Solved Cannot find ZFS bootpool, EFI panic

After customizing loader.conf, the EFI loader couldn't boot the system. Furthermore, I tried to do some rescuing with memstick installer, after that EFI doesn't see the boot(pool) pool.

There's got to be a way to recover from this.
 
So it stopped working after you changed something in loader.conf? What did you change?
 
Well, I only added. Stuff from my other installation, things like fuse_load, beastie_disable, etc.

But I also re-arranged stuff, because I wanted to cluster together module loads, module options and boot tuners.

Does the order matter?
 
Shouldn't be much of an issue, but then again I'm not well experienced with UEFI.

But when you said it doesn't boot, what exactly does or doesn't happen? I mean, do you get the boot menu at all? If so; what happens if you hit escape (to get the ok> prompt) and then issue the lsdev command? Does that show anything?
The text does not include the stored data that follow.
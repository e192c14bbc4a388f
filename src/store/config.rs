//! 块存储配置

use crate::consts::DEFAULT_CACHE_ENTRIES;

/// 块存储配置
#[derive(Debug, Clone, Copy, PartialEq, Eq)]
pub struct StoreConfig {
    /// 块缓存大小（槽位数）
    pub cache_entries: usize,
    /// 逻辑块大小（字节），0 表示稍后通过 `set_logical_block_size` 设置
    pub logical_block_size: usize,
}

impl Default for StoreConfig {
    fn default() -> Self {
        Self {
            cache_entries: DEFAULT_CACHE_ENTRIES,
            logical_block_size: 0,
        }
    }
}

impl StoreConfig {
    /// 设置缓存槽位数
    pub fn with_cache_entries(mut self, entries: usize) -> Self {
        self.cache_entries = entries;
        self
    }

    /// 设置逻辑块大小
    pub fn with_logical_block_size(mut self, size: usize) -> Self {
        self.logical_block_size = size;
        self
    }
}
I'm not much of a fan of the memstick environment (because it provides few tools to work with) but if you boot using a rescue environment (my choice would be the disc1 ISO image) then what happens if you run # gpart show or # zpool import?

If those last 2 commands actually show reasonable output then this situation might be easily solvable by editing loader.conf again.
 
Shouldn't be much of an issue, but then again I'm not well experienced with UEFI.

But when you said it doesn't boot, what exactly does or doesn't happen? I mean, do you get the boot menu at all? If so; what happens if you hit escape (to get the ok> prompt) and then issue the lsdev command? Does that show anything?

First, it got stuck at loader.conf. After attempted rescue, it panics. In both cases, loader.efi is recognized.


I'm not much of a fan of the memstick environment (because it provides few tools to work with) but if you boot using a rescue environment (my choice would be the disc1 ISO image) then what happens if you run # gpart show or # zpool import?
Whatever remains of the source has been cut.